**WHAT THE TASK ASKS**
Return the lines exactly as they stand, from the first of the material through the line containing "use async_trait::async_trait;".
======== DATA SHOWN ========
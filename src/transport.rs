//! Wire layer beneath [`ApiClient`](crate::client::ApiClient).
//!
//! [`HttpTransport`] performs one request and hands back status plus body
//! text, with no retry or status interpretation. [`ReqwestTransport`] is the
//! production implementation; tests substitute scripted transports.

use std::time::Duration;

use async_trait::async_trait;
use reqwest::header::{HeaderMap, HeaderValue, ACCEPT, AUTHORIZATION, CONTENT_TYPE};

use crate::error::{Result, SyncError};

#[derive(Debug, Clone, Copy, PartialEq, Eq, Hash)]
pub enum Method {
    Get,
    Post,
    Put,
    Delete,
}

impl Method {
    pub fn as_str(&self) -> &'static str {
        match self {
            Self::Get => "GET",
            Self::Post => "POST",
            Self::Put => "PUT",
            Self::Delete => "DELETE",
        }
    }
}

/// A fully resolved outbound request.
#[derive(Debug, Clone)]
pub struct ApiRequest {
    pub method: Method,
    /// Endpoint path relative to the base URL, e.g. `/product`.
    pub endpoint: String,
    pub url: String,
    pub bearer: Option<String>,
    pub query: Vec<(String, String)>,
    pub body: Option<serde_json::Value>,
}

#[derive(Debug, Clone)]
pub struct ApiResponse {
    pub status: u16,
    pub body: String,
}

impl ApiResponse {
    pub fn new(status: u16, body: impl Into<String>) -> Self {
        Self {
            status,
            body: body.into(),
        }
    }

    pub fn is_success(&self) -> bool {
        (200..300).contains(&self.status)
    }
}

#[async_trait]
pub trait HttpTransport: Send + Sync {
    /// Send one request. Errors only on transport failure; any HTTP status
    /// comes back as an [`ApiResponse`].
    async fn send(&self, request: ApiRequest) -> Result<ApiResponse>;
}

/// [`HttpTransport`] backed by a shared `reqwest::Client`.
#[derive(Debug, Clone)]
pub struct ReqwestTransport {
    client: reqwest::Client,
}

impl ReqwestTransport {
    pub fn new(timeout: Duration) -> Result<Self> {
        let mut headers = HeaderMap::new();
        headers.insert(CONTENT_TYPE, HeaderValue::from_static("application/json"));
        headers.insert(ACCEPT, HeaderValue::from_static("application/json"));

        let client = reqwest::Client::builder()
            .timeout(timeout)
            .redirect(reqwest::redirect::Policy::limited(10))
            .default_headers(headers)
            .build()?;
        Ok(Self { client })
    }
}

#[async_trait]
impl HttpTransport for ReqwestTransport {
    async fn send(&self, request: ApiRequest) -> Result<ApiResponse> {
        let mut builder = match request.method {
            Method::Get => self.client.get(&request.url),
            Method::Post => self.client.post(&request.url),
            Method::Put => self.client.put(&request.url),
            Method::Delete => self.client.delete(&request.url),
        };

        if !request.query.is_empty() {
            builder = builder.query(&request.query);
        }
        if let Some(token) = &request.bearer {
            let value = HeaderValue::from_str(&format!("Bearer {}", token))
                .map_err(|e| SyncError::Authentication(format!("invalid token format: {}", e)))?;
            builder = builder.header(AUTHORIZATION, value);
        }
        if let Some(body) = &request.body {
            builder = builder.json(body);
        }

        let resp = builder.send().await?;
        let status = resp.status().as_u16();
        let body = resp.text().await?;
        Ok(ApiResponse { status, body })
    }
}
//! Bearer token lifecycle.
//!
//! [`TokenManager`] is the only reader and writer of the [`CredentialStore`].
//! Tokens are held in memory for the lifetime of the process and are never
//! written to the persistent cache.

use std::sync::{Arc, RwLock};

use tokio::sync::Mutex;

use crate::clock::Clock;
use crate::config::{self, SdkConfig};
use crate::error::{Result, SyncError};
use crate::models::{Token, TokenRequest, TokenResponse};
use crate::transport::{ApiRequest, HttpTransport, Method};

// ---------------------------------------------------------------------------
// CredentialStore
// ---------------------------------------------------------------------------

/// Session-scoped holder for the current token record.
#[derive(Debug, Default)]
pub struct CredentialStore {
    token: RwLock<Option<Token>>,
}

impl CredentialStore {
    pub fn new() -> Self {
        Self::default()
    }

    pub fn get(&self) -> Option<Token> {
        self.token
            .read()
            .unwrap_or_else(|poisoned| poisoned.into_inner())
            .clone()
    }

    pub fn set(&self, token: Token) {
        *self
            .token
            .write()
            .unwrap_or_else(|poisoned| poisoned.into_inner()) = Some(token);
    }

    pub fn clear(&self) {
        *self
            .token
            .write()
            .unwrap_or_else(|poisoned| poisoned.into_inner()) = None;
    }
}

// ---------------------------------------------------------------------------
// TokenManager
// ---------------------------------------------------------------------------

/// Obtains, caches and refreshes access tokens for the service account.
pub struct TokenManager {
    transport: Arc<dyn HttpTransport>,
    clock: Arc<dyn Clock>,
    base_url: String,
    username: String,
    password: String,
    store: CredentialStore,
    // One grant in flight at a time.
    grant_lock: Mutex<()>,
}

impl TokenManager {
    pub fn new(config: &SdkConfig, transport: Arc<dyn HttpTransport>, clock: Arc<dyn Clock>) -> Self {
        Self {
            transport,
            clock,
            base_url: config.base_url.clone(),
            username: config.username.clone(),
            password: config.password.clone(),
            store: CredentialStore::new(),
            grant_lock: Mutex::new(()),
        }
    }

    /// The credential store owned by this manager.
    pub fn store(&self) -> &CredentialStore {
        &self.store
    }

    /// Return a usable access token, requesting a new one if needed.
    ///
    /// A stored token is reused without any network call while
    /// `now < expires_at - 60s`. Otherwise a password grant is performed.
    pub async fn get_access_token(&self) -> Result<String> {
        if let Some(token) = self.valid_token() {
            return Ok(token);
        }

        let _guard = self.grant_lock.lock().await;
        // Another caller may have completed a grant while we waited.
        if let Some(token) = self.valid_token() {
            return Ok(token);
        }
        self.password_grant().await
    }

    /// Exchange the refresh token for a new access token.
    ///
    /// Never fails because of the refresh itself: without a refresh token, or
    /// when the refresh grant fails for any reason, a password grant is used
    /// instead. Only a failing password grant is reported.
    pub async fn refresh_access_token(&self) -> Result<String> {
        let _guard = self.grant_lock.lock().await;

        let refresh_token = self
            .store
            .get()
            .map(|t| t.refresh_token)
            .filter(|t| !t.is_empty());

        let Some(refresh_token) = refresh_token else {
            return self.password_grant().await;
        };

        match self.refresh_grant(refresh_token).await {
            Ok(token) => Ok(token),
            Err(e) => {
                tracing::warn!(error = %e, "token refresh failed; falling back to password grant");
                self.password_grant().await
            }
        }
    }

    /// Drop the stored token.
    pub fn logout(&self) {
        self.store.clear();
        tracing::debug!("cleared stored token");
    }

    fn valid_token(&self) -> Option<String> {
        let now = self.clock.now_ms();
        self.store
            .get()
            .filter(|t| t.is_valid_at(now, config::TOKEN_EXPIRY_BUFFER_MS))
            .map(|t| t.access_token)
    }

    async fn password_grant(&self) -> Result<String> {
        let request = TokenRequest::Password {
            username: self.username.clone(),
            password: self.password.clone(),
        };
        let response = self.request_token(&request).await.map_err(|e| {
            tracing::warn!(error = %e, "password grant failed");
            e
        })?;

        if response.status.as_deref() != Some("success") {
            return Err(SyncError::Authentication("Invalid response".into()));
        }

        Ok(self.store_response(&response))
    }

    async fn refresh_grant(&self, refresh_token: String) -> Result<String> {
        let request = TokenRequest::RefreshToken { refresh_token };
        let response = self.request_token(&request).await?;
        Ok(self.store_response(&response))
    }

    async fn request_token(&self, request: &TokenRequest) -> Result<TokenResponse> {
        let request = ApiRequest {
            method: Method::Post,
            endpoint: config::TOKEN_ENDPOINT.to_string(),
            url: format!("{}{}", self.base_url, config::TOKEN_ENDPOINT),
            bearer: None,
            query: Vec::new(),
            body: Some(serde_json::to_value(request)?),
        };

        let resp = self.transport.send(request).await?;
        if !resp.is_success() {
            return Err(SyncError::Authentication(format!(
                "{} - {}",
                resp.status, resp.body
            )));
        }
        Ok(serde_json::from_str(&resp.body)?)
    }

    fn store_response(&self, response: &TokenResponse) -> String {
        let token = Token::from_response(response, self.clock.now_ms());
        tracing::debug!(expires_at = token.expires_at, "stored new access token");
        let access = token.access_token.clone();
        self.store.set(token);
        access
    }
}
========
**TASK RESPONSE**
filename src/transport.rs
//! Wire layer beneath [`ApiClient`](crate::client::ApiClient).
//!
//! [`HttpTransport`] performs one request and hands back status plus body
//! text, with no retry or status interpretation. [`ReqwestTransport`] is the
//! production implementation; tests substitute scripted transports.

use std::time::Duration;

use async_trait::async_trait;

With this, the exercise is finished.